Baer advises clients to transfer their crypto to a revocable living trust so the trustee has immediate access upon the owner’s death. It could be six to eight months, or more, before a will is settled in probate and in the meantime, heirs wouldn’t have access to the assets. If the price of the crypto was going down rapidly, for example, they would have to wait to sell it if the estate was caught up in probate. Putting crypto assets into a revocable trust to avoid probate can prevent a lot of headaches, he said. 

Generally, a revocable trust is paired with a pour-over will so that assets not included in the trust at the time of a person’s death are transferred to the trust and distributed accordingly. 

Not sharing basic crypto information can cost millions

You don’t have to tell heirs you’re worth a fortune in bitcoin before you pass away, but you should make sure they know how to access your crypto after you’re gone. 

Baer worked on an estate where tens of millions of dollars in crypto were lost to the heirs because they didn’t know the decedent’s private keys, which function as digital passwords to grant access to cryptocurrency funds and prove ownership of blockchain assets.

Someone should know how to access the assets, whether through written instructions in a safe box, a safe at home, or directions kept with a lawyer or with one of the various crypto inheritance services that help ensure crypto assets are passed on to your family members, Baer said.

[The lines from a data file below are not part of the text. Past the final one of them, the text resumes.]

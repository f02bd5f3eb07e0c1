//! Per-frame pipeline: convert, transform, publish.

pub mod exchange;
pub mod runner;
pub mod stats;

use std::sync::Arc;
use std::time::Instant;

use tracing::{debug, info, instrument, warn};

use crate::capture::PixelBuffer;
use crate::error::Result;
use crate::processing::{convert, ModeControl, ProcessingMode, TransformEngine};

pub use exchange::FrameExchange;
pub use runner::{PipelineRunner, ShutdownReport};
pub use stats::{FpsMeter, FrameStats, StatsSnapshot};

/// Producer side of the pipeline.
///
/// Each call handles exactly one frame; an error aborts that frame only and
/// leaves the exchange untouched.
pub struct Pipeline {
    engine: TransformEngine,
    exchange: Arc<FrameExchange>,
    stats: Arc<FrameStats>,
    frame_size: Option<(u32, u32)>,
}

impl Pipeline {
    pub fn new(mode: Arc<ModeControl>, exchange: Arc<FrameExchange>, stats: Arc<FrameStats>) -> Self {
        Self {
            engine: TransformEngine::new(mode),
            exchange,
            stats,
            frame_size: None,
        }
    }

    pub fn exchange(&self) -> &Arc<FrameExchange> {
        &self.exchange
    }

    pub fn stats(&self) -> StatsSnapshot {
        self.stats.snapshot()
    }

    /// Current frame size, once a frame has been converted.
    pub fn frame_size(&self) -> Option<(u32, u32)> {
        self.frame_size
    }

    /// Convert, transform and publish one frame.
    ///
    /// The capture buffer is released right after conversion.
    #[instrument(skip(self, buffer), fields(seq = buffer.meta.sequence))]
    pub fn process_frame(&mut self, buffer: PixelBuffer) -> Result<ProcessingMode> {
        let started = Instant::now();

        let raster = match convert(buffer) {
            Ok(raster) => raster,
            Err(e) => {
                self.stats.record_failed();
                return Err(e);
            }
        };

        let dims = raster.dimensions();
        if self.frame_size != Some(dims) {
            match self.frame_size {
                Some((w, h)) => info!("Frame size changed: {}x{} -> {}x{}", w, h, dims.0, dims.1),
                None => info!("Initialized processor: {}x{}", dims.0, dims.1),
            }
            self.frame_size = Some(dims);
        }

        let (mode, raster) = match self.engine.process(raster) {
            Ok(out) => out,
            Err(e) => {
                self.stats.record_failed();
                return Err(e);
            }
        };

        let latency = raster.meta.captured_at.elapsed();
        if self.exchange.publish(raster) {
            debug!("display lagging, previous frame dropped");
        }
        self.stats.record_processed();

        metrics::histogram!("process_time_us").record(started.elapsed().as_micros() as f64);
        metrics::histogram!("capture_to_publish_ms").record(latency.as_secs_f64() * 1000.0);
        Ok(mode)
    }

    /// Like [`process_frame`](Self::process_frame) but logs failures instead
    /// of returning them. Returns whether a frame was published.
    pub fn handle_frame(&mut self, buffer: PixelBuffer) -> bool {
        match self.process_frame(buffer) {
            Ok(_) => true,
            Err(e) => {
                warn!("Failed to process frame: {}", e);
                false
            }
        }
    }
}
//! Producer and display threads around the frame exchange.

use std::sync::atomic::{AtomicBool, Ordering};
use std::sync::Arc;
use std::thread::{self, JoinHandle};
use std::time::{Duration, Instant};

use flume::{Receiver, RecvTimeoutError, Sender};
use parking_lot::Mutex;
use tracing::{debug, error, info, warn};

use super::{FpsMeter, FrameExchange, FrameStats, Pipeline, StatsSnapshot};
use crate::capture::FrameSource;
use crate::display::{DisplaySink, TextureTarget};
use crate::error::{PipelineError, Result};
use crate::processing::ModeControl;
use crate::{utils, Config};

/// Outcome of [`PipelineRunner::shutdown`].
#[derive(Debug, Clone, Copy, Default, PartialEq, Eq)]
pub struct ShutdownReport {
    pub joined: usize,
    /// Threads that missed the deadline and were left to exit on their own
    pub detached: usize,
}

struct Worker {
    name: &'static str,
    handle: JoinHandle<()>,
    done: Receiver<()>,
}

/// Signals thread exit on drop, including on panic.
struct ExitSignal(Sender<()>);

impl Drop for ExitSignal {
    fn drop(&mut self) {
        let _ = self.0.send(());
    }
}

/// Runs capture/processing and display on two threads.
///
/// The threads only meet at the [`FrameExchange`]; neither waits for the
/// other.
pub struct PipelineRunner {
    running: Arc<AtomicBool>,
    mode: Arc<ModeControl>,
    exchange: Arc<FrameExchange>,
    stats: Arc<FrameStats>,
    workers: Mutex<Vec<Worker>>,
    shutdown_timeout: Duration,
}

impl PipelineRunner {
    pub fn start<S, T>(config: &Config, source: S, sink: DisplaySink<T>) -> Result<Self>
    where
        S: FrameSource + Send + 'static,
        T: TextureTarget + Send + 'static,
    {
        let running = Arc::new(AtomicBool::new(true));
        let mode = Arc::new(ModeControl::new(config.pipeline.initial_mode));
        let exchange = Arc::new(FrameExchange::new());
        let stats = Arc::new(FrameStats::new());

        let runner = Self {
            running: running.clone(),
            mode: mode.clone(),
            exchange: exchange.clone(),
            stats: stats.clone(),
            workers: Mutex::new(Vec::with_capacity(2)),
            shutdown_timeout: config.pipeline.shutdown_timeout(),
        };

        let pipeline = Pipeline::new(mode, exchange.clone(), stats.clone());
        let producer = ProducerLoop {
            running: running.clone(),
            source,
            pipeline,
            stats: stats.clone(),
            fps: FpsMeter::new(config.pipeline.fps_history),
            core: config.pipeline.producer_core,
        };
        runner.spawn("edgecam-producer", move || producer.run())?;

        let display = DisplayLoop {
            running,
            sink,
            exchange,
            stats,
            fps: FpsMeter::new(config.pipeline.fps_history),
            interval: config.display.refresh_interval(),
        };
        runner.spawn("edgecam-display", move || display.run())?;

        info!("Pipeline started in {} mode", runner.mode.get());
        Ok(runner)
    }

    fn spawn<F>(&self, name: &'static str, body: F) -> Result<()>
    where
        F: FnOnce() + Send + 'static,
    {
        let (done_tx, done) = flume::bounded(1);
        let spawned = thread::Builder::new().name(name.into()).spawn(move || {
            let _exit = ExitSignal(done_tx);
            body();
        });

        match spawned {
            Ok(handle) => {
                self.workers.lock().push(Worker { name, handle, done });
                Ok(())
            }
            Err(e) => {
                // Stop whatever already started.
                self.shutdown(self.shutdown_timeout);
                Err(PipelineError::AllocationFailure(format!("spawn {name}: {e}")))
            }
        }
    }

    /// Shared mode control; changes apply from the next processed frame.
    pub fn mode_control(&self) -> &Arc<ModeControl> {
        &self.mode
    }

    pub fn exchange(&self) -> &Arc<FrameExchange> {
        &self.exchange
    }

    pub fn stats(&self) -> StatsSnapshot {
        self.stats.snapshot()
    }

    pub fn is_running(&self) -> bool {
        self.running.load(Ordering::Acquire)
    }

    /// Stop both threads, waiting at most `timeout` overall.
    ///
    /// Threads that do not exit in time are detached. Safe to call more than
    /// once and from either worker thread.
    pub fn shutdown(&self, timeout: Duration) -> ShutdownReport {
        self.running.store(false, Ordering::Release);
        let workers = std::mem::take(&mut *self.workers.lock());
        let deadline = Instant::now() + timeout;
        let current = thread::current().id();
        let mut report = ShutdownReport::default();

        for worker in workers {
            if worker.handle.thread().id() == current {
                // Cannot join ourselves; we exit once the caller returns.
                report.detached += 1;
                continue;
            }

            let remaining = deadline.saturating_duration_since(Instant::now());
            match worker.done.recv_timeout(remaining) {
                Ok(()) | Err(RecvTimeoutError::Disconnected) => {
                    if worker.handle.join().is_err() {
                        error!("{} thread panicked", worker.name);
                    }
                    report.joined += 1;
                }
                Err(RecvTimeoutError::Timeout) => {
                    warn!("{} thread did not stop within {:?}, detaching", worker.name, timeout);
                    report.detached += 1;
                }
            }
        }

        self.exchange.clear();
        if report != ShutdownReport::default() {
            info!(joined = report.joined, detached = report.detached, "Pipeline stopped");
        }
        report
    }
}

impl Drop for PipelineRunner {
    fn drop(&mut self) {
        self.shutdown(self.shutdown_timeout);
    }
}

struct ProducerLoop<S> {
    running: Arc<AtomicBool>,
    source: S,
    pipeline: Pipeline,
    stats: Arc<FrameStats>,
    fps: FpsMeter,
    core: Option<usize>,
}

impl<S: FrameSource> ProducerLoop<S> {
    fn run(mut self) {
        if let Some(core) = self.core {
            utils::pin_current_thread(core);
        }
        debug!("{} running", utils::thread_label());

        let interval = self.source.frame_interval();
        while self.running.load(Ordering::Acquire) {
            let started = Instant::now();

            match self.source.next_frame() {
                Some(buffer) => {
                    self.stats.record_captured();
                    if self.pipeline.handle_frame(buffer) {
                        if let Some(fps) = self.fps.tick() {
                            self.stats.set_producer_fps(fps);
                            debug!(fps, "producer");
                        }
                    }
                }
                None => self.stats.record_capture_skipped(),
            }

            thread::sleep(interval.saturating_sub(started.elapsed()));
        }
        debug!("{} exiting", utils::thread_label());
    }
}

struct DisplayLoop<T> {
    running: Arc<AtomicBool>,
    sink: DisplaySink<T>,
    exchange: Arc<FrameExchange>,
    stats: Arc<FrameStats>,
    fps: FpsMeter,
    interval: Duration,
}

impl<T: TextureTarget> DisplayLoop<T> {
    fn run(mut self) {
        debug!("{} running", utils::thread_label());

        while self.running.load(Ordering::Acquire) {
            let started = Instant::now();

            match self.sink.present_latest(&self.exchange) {
                Ok(true) => {
                    self.stats.record_presented();
                    if let Some(fps) = self.fps.tick() {
                        self.stats.set_display_fps(fps);
                        debug!(fps, "display");
                    }
                }
                Ok(false) => {}
                Err(PipelineError::AllocationFailure(e)) => {
                    self.stats.record_present_failed();
                    warn!("Texture allocation failed, retrying next frame: {}", e);
                }
                Err(e) => {
                    self.stats.record_present_failed();
                    error!("Display error: {}", e);
                }
            }

            thread::sleep(self.interval.saturating_sub(started.elapsed()));
        }
        debug!("{} exiting", utils::thread_label());
    }
}

#[cfg(test)]
mod tests {
    use super::*;
    use crate::capture::{PixelBuffer, SourceFormat, SyntheticCapture};
    use crate::display::MemoryTarget;
    use crate::processing::ProcessingMode;
    use crate::CaptureConfig;

    fn test_config() -> Config {
        let mut config = Config::default();
        config.capture = CaptureConfig {
            width: 32,
            height: 24,
            fps: 200,
            format: SourceFormat::SemiPlanar,
            buffer_count: 2,
            row_padding: 8,
        };
        config.display.refresh_hz = 200;
        config
    }

    fn wait_for(mut cond: impl FnMut() -> bool) -> bool {
        let deadline = Instant::now() + Duration::from_secs(5);
        while Instant::now() < deadline {
            if cond() {
                return true;
            }
            thread::sleep(Duration::from_millis(5));
        }
        false
    }

    #[test]
    fn test_frames_flow_to_display_and_stop_cleanly() {
        let config = test_config();
        let source = SyntheticCapture::new(&config.capture).unwrap();
        let sink = DisplaySink::new(MemoryTarget::new(), 64, 48);
        let runner = PipelineRunner::start(&config, source, sink).unwrap();

        assert!(wait_for(|| runner.stats().presented >= 3));
        runner.mode_control().set(ProcessingMode::EdgeDetect);
        let processed = runner.stats().processed;
        assert!(wait_for(|| runner.stats().processed > processed + 2));

        let report = runner.shutdown(Duration::from_secs(2));
        assert_eq!(report, ShutdownReport { joined: 2, detached: 0 });
        assert!(!runner.is_running());
        assert!(runner.exchange().consume_latest().is_none());

        let stats = runner.stats();
        assert_eq!(stats.failed, 0);
        assert!(stats.captured >= stats.processed);

        // Second call is a no-op.
        assert_eq!(runner.shutdown(Duration::from_millis(10)), ShutdownReport::default());
    }

    struct StuckSource {
        release: Receiver<()>,
    }

    impl FrameSource for StuckSource {
        fn next_frame(&mut self) -> Option<PixelBuffer> {
            // Blocks well past the shutdown deadline.
            let _ = self.release.recv_timeout(Duration::from_secs(10));
            None
        }

        fn frame_interval(&self) -> Duration {
            Duration::from_millis(1)
        }
    }

    #[test]
    fn test_shutdown_is_bounded_when_producer_hangs() {
        let (release_tx, release) = flume::bounded(1);
        let config = test_config();
        let sink = DisplaySink::new(MemoryTarget::new(), 8, 8);
        let runner = PipelineRunner::start(&config, StuckSource { release }, sink).unwrap();
        thread::sleep(Duration::from_millis(20));

        let started = Instant::now();
        let report = runner.shutdown(Duration::from_millis(100));
        assert!(started.elapsed() < Duration::from_secs(2));
        assert_eq!(report, ShutdownReport { joined: 1, detached: 1 });

        // Let the detached producer finish.
        let _ = release_tx.send(());
    }

    #[test]
    fn test_failing_frames_do_not_stop_the_producer() {
        struct BadSource(u32);

        impl FrameSource for BadSource {
            fn next_frame(&mut self) -> Option<PixelBuffer> {
                self.0 += 1;
                if self.0 % 2 == 0 {
                    Some(PixelBuffer::rgba_packed(0, 0, Vec::new()))
                } else {
                    Some(PixelBuffer::rgba_packed(2, 2, vec![200; 16]))
                }
            }

            fn frame_interval(&self) -> Duration {
                Duration::from_millis(2)
            }
        }

        let config = test_config();
        let sink = DisplaySink::new(MemoryTarget::new(), 8, 8);
        let runner = PipelineRunner::start(&config, BadSource(0), sink).unwrap();
        assert!(wait_for(|| {
            let s = runner.stats();
            s.failed >= 3 && s.processed >= 3
        }));
        runner.shutdown(Duration::from_secs(2));
    }
}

Don’t put these private keys or other sensitive information in a will, because wills become public through the probate process, he added.

Many designated fiduciaries can’t handle crypto 

The person you chose to handle your other assets may not be the right person to deal with the crypto portion of your estate.

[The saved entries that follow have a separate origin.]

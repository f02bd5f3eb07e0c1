//! Frame counters and FPS measurement.

use std::sync::atomic::{AtomicU32, AtomicU64, Ordering};
use std::time::{Duration, Instant};

use crossbeam::utils::CachePadded;
use ringbuf::traits::{Consumer, Observer, RingBuffer};
use ringbuf::HeapRb;

/// Counters shared by the producer and display threads.
#[derive(Default)]
pub struct FrameStats {
    counters: CachePadded<Counters>,
    producer_fps: AtomicU32,
    display_fps: AtomicU32,
}

#[derive(Default)]
struct Counters {
    captured: AtomicU64,
    capture_skipped: AtomicU64,
    processed: AtomicU64,
    failed: AtomicU64,
    presented: AtomicU64,
    present_failed: AtomicU64,
}

/// Point-in-time copy of [`FrameStats`].
#[derive(Debug, Clone, Copy, Default, PartialEq, Eq)]
pub struct StatsSnapshot {
    pub captured: u64,
    /// Capture ticks with no free buffer
    pub capture_skipped: u64,
    pub processed: u64,
    pub failed: u64,
    pub presented: u64,
    pub present_failed: u64,
    pub producer_fps: u32,
    pub display_fps: u32,
}

impl FrameStats {
    pub fn new() -> Self {
        Self::default()
    }

    pub fn record_captured(&self) {
        self.counters.captured.fetch_add(1, Ordering::Relaxed);
    }

    pub fn record_capture_skipped(&self) {
        self.counters.capture_skipped.fetch_add(1, Ordering::Relaxed);
        metrics::counter!("capture_skipped").increment(1);
    }

    pub fn record_processed(&self) {
        self.counters.processed.fetch_add(1, Ordering::Relaxed);
    }

    pub fn record_failed(&self) {
        self.counters.failed.fetch_add(1, Ordering::Relaxed);
        metrics::counter!("frames_failed").increment(1);
    }

    pub fn record_presented(&self) {
        self.counters.presented.fetch_add(1, Ordering::Relaxed);
    }

    pub fn record_present_failed(&self) {
        self.counters.present_failed.fetch_add(1, Ordering::Relaxed);
        metrics::counter!("present_failed").increment(1);
    }

    pub fn set_producer_fps(&self, fps: u32) {
        self.producer_fps.store(fps, Ordering::Relaxed);
    }

    pub fn set_display_fps(&self, fps: u32) {
        self.display_fps.store(fps, Ordering::Relaxed);
    }

    pub fn snapshot(&self) -> StatsSnapshot {
        let c = &self.counters;
        StatsSnapshot {
            captured: c.captured.load(Ordering::Relaxed),
            capture_skipped: c.capture_skipped.load(Ordering::Relaxed),
            processed: c.processed.load(Ordering::Relaxed),
            failed: c.failed.load(Ordering::Relaxed),
            presented: c.presented.load(Ordering::Relaxed),
            present_failed: c.present_failed.load(Ordering::Relaxed),
            producer_fps: self.producer_fps.load(Ordering::Relaxed),
            display_fps: self.display_fps.load(Ordering::Relaxed),
        }
    }
}

/// Frames-per-second meter sampled about once a second.
pub struct FpsMeter {
    frames: u32,
    last_sample: Option<Instant>,
    current: u32,
    history: HeapRb<u32>,
}

impl FpsMeter {
    const WINDOW: Duration = Duration::from_secs(1);

    pub fn new(history_len: usize) -> Self {
        Self {
            frames: 0,
            last_sample: None,
            current: 0,
            history: HeapRb::new(history_len.max(1)),
        }
    }

    /// Count a frame. Returns a new FPS value when a sample window closes.
    pub fn tick(&mut self) -> Option<u32> {
        self.tick_at(Instant::now())
    }

    pub fn tick_at(&mut self, now: Instant) -> Option<u32> {
        let start = *self.last_sample.get_or_insert(now);
        self.frames += 1;

        let elapsed = now.saturating_duration_since(start);
        if elapsed < Self::WINDOW {
            return None;
        }

        let fps = (f64::from(self.frames) / elapsed.as_secs_f64()).round() as u32;
        self.current = fps;
        self.history.push_overwrite(fps);
        self.frames = 0;
        self.last_sample = Some(now);
        Some(fps)
    }

    pub fn current(&self) -> u32 {
        self.current
    }

    /// Oldest sample first.
    pub fn history(&self) -> Vec<u32> {
        self.history.iter().copied().collect()
    }

    pub fn samples(&self) -> usize {
        self.history.occupied_len()
    }
}

#[cfg(test)]
mod tests {
    use super::*;

    #[test]
    fn test_fps_sampled_after_one_second() {
        let mut meter = FpsMeter::new(4);
        let t0 = Instant::now();
        // First tick opens the window.
        assert_eq!(meter.tick_at(t0), None);
        for i in 1..30 {
            assert_eq!(meter.tick_at(t0 + Duration::from_millis(i * 33)), None);
        }
        assert_eq!(meter.tick_at(t0 + Duration::from_millis(1000)), Some(31));
        assert_eq!(meter.current(), 31);
    }

    #[test]
    fn test_history_evicts_oldest() {
        let mut meter = FpsMeter::new(2);
        let t0 = Instant::now();
        meter.tick_at(t0);
        for s in 1..=3u64 {
            meter.tick_at(t0 + Duration::from_secs(s));
        }
        assert_eq!(meter.samples(), 2);
        assert_eq!(meter.history(), vec![1, 1]);
    }

    #[test]
    fn test_snapshot_reflects_counters() {
        let stats = FrameStats::new();
        stats.record_captured();
        stats.record_captured();
        stats.record_processed();
        stats.record_failed();
        stats.set_display_fps(24);
        let snap = stats.snapshot();
        assert_eq!(snap.captured, 2);
        assert_eq!(snap.processed, 1);
        assert_eq!(snap.failed, 1);
        assert_eq!(snap.display_fps, 24);
    }
}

Not everyone understands crypto, the associated volatility or how to transact with digital currency, meaning lots of money can inadvertently be lost. The recent volatility in the price of bitcoin is a reminder that if you name someone who needs weeks to get up to speed on how to transact with bitcoin, the financial losses could be meaningful, Baer said. “Uncle Bob may be a great person, but he may have more challenges transacting with an asset class he’s totally not familiar with,” he added.

Sometimes, even institutional trustees might not be able to take on the responsibility for crypto. Owens had a client pass away with half a million dollars in bitcoin and ether. The institutional trustee who oversaw the client’s account refused to take on the responsibility for the crypto and a special trustee was named. Luckily, the client had a nephew who took on the role, but finding a suitable replacement can often be costly from a time and money perspective, Owens said. 

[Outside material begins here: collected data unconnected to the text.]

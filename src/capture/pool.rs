//! Fixed pool of capture buffers.
//!
//! Mirrors a camera image reader: a small number of buffers circulate
//! between the source and the pipeline. A buffer goes back to the pool as
//! soon as the pipeline drops it after conversion.

use std::sync::atomic::{AtomicU64, Ordering};

use flume::{Receiver, Sender};
use tracing::debug;

use super::frame::{PixelBuffer, PixelFormat, Plane};

/// Shape of one plane inside a pooled buffer.
#[derive(Debug, Clone, Copy, PartialEq, Eq)]
pub struct PlaneLayout {
    pub len: usize,
    pub row_stride: usize,
    pub pixel_stride: usize,
}

/// Shape of every buffer in a pool.
#[derive(Debug, Clone, PartialEq, Eq)]
pub struct BufferLayout {
    pub width: u32,
    pub height: u32,
    pub format: PixelFormat,
    pub planes: Vec<PlaneLayout>,
}

impl BufferLayout {
    fn allocate(&self) -> Vec<Plane> {
        self.planes
            .iter()
            .map(|p| Plane::new(vec![0; p.len], p.row_stride, p.pixel_stride))
            .collect()
    }
}

pub struct BufferPool {
    layout: BufferLayout,
    free_tx: Sender<Vec<Plane>>,
    free_rx: Receiver<Vec<Plane>>,
    capacity: usize,
    sequence: AtomicU64,
}

impl BufferPool {
    pub fn new(layout: BufferLayout, capacity: usize) -> Self {
        let capacity = capacity.max(1);
        let (free_tx, free_rx) = flume::bounded(capacity);
        for _ in 0..capacity {
            // Channel is sized to hold every buffer.
            let _ = free_tx.try_send(layout.allocate());
        }
        debug!(capacity, format = ?layout.format, "buffer pool ready");

        Self {
            layout,
            free_tx,
            free_rx,
            capacity,
            sequence: AtomicU64::new(0),
        }
    }

    /// Take a free buffer, or `None` when every buffer is in flight.
    pub fn acquire(&self) -> Option<PixelBuffer> {
        let planes = self.free_rx.try_recv().ok()?;
        let sequence = self.sequence.fetch_add(1, Ordering::Relaxed) + 1;
        let buffer = PixelBuffer::new(
            self.layout.width,
            self.layout.height,
            self.layout.format,
            planes,
        );
        Some(buffer.with_recycle(sequence, self.free_tx.clone()))
    }

    pub fn layout(&self) -> &BufferLayout {
        &self.layout
    }

    pub fn capacity(&self) -> usize {
        self.capacity
    }

    /// Buffers currently sitting in the pool.
    pub fn available(&self) -> usize {
        self.free_rx.len()
    }
}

Failure to plan for crypto estate taxes

With the massive explosion in the values around cryptocurrency, many people have large crypto holdings, which could be subject to significant taxes, whether that’s income taxes or estate taxes, and failure to plan could be detrimental to their families, said Jonathan Forster, shareholder at law firm Weinstock Manion.

There could, for example, be estate taxes due, depending on the size of the estate. The federal estate tax exemption for 2025 is $13.99 million per individual. Some states also have a state-level estate tax.

Knowing the impact crypto ownership might have on your estate is an important consideration while you are alive. Forster has clients whose crypto holdings are worth more than $50 million. They wanted an efficient way to make gifts for the benefit of their children to get some money out of their estate. They created a limited liability corporation, transferred the crypto into the LLC and gifted an interest in the LLC to an irrevocable trust for the benefit of minor children with an independent trustee, Forster said. 

Many crypto investors fail to keep track of cost basis, which can be problematic for many reasons, including if you’re considering gifting digital assets during your lifetime. If you want to gift the assets while you’re alive, you need to have the basis so the recipient can properly account for the crypto if it’s eventually sold, Baer said. “It can be onerous to keep track of basis, but it’s important,” he said.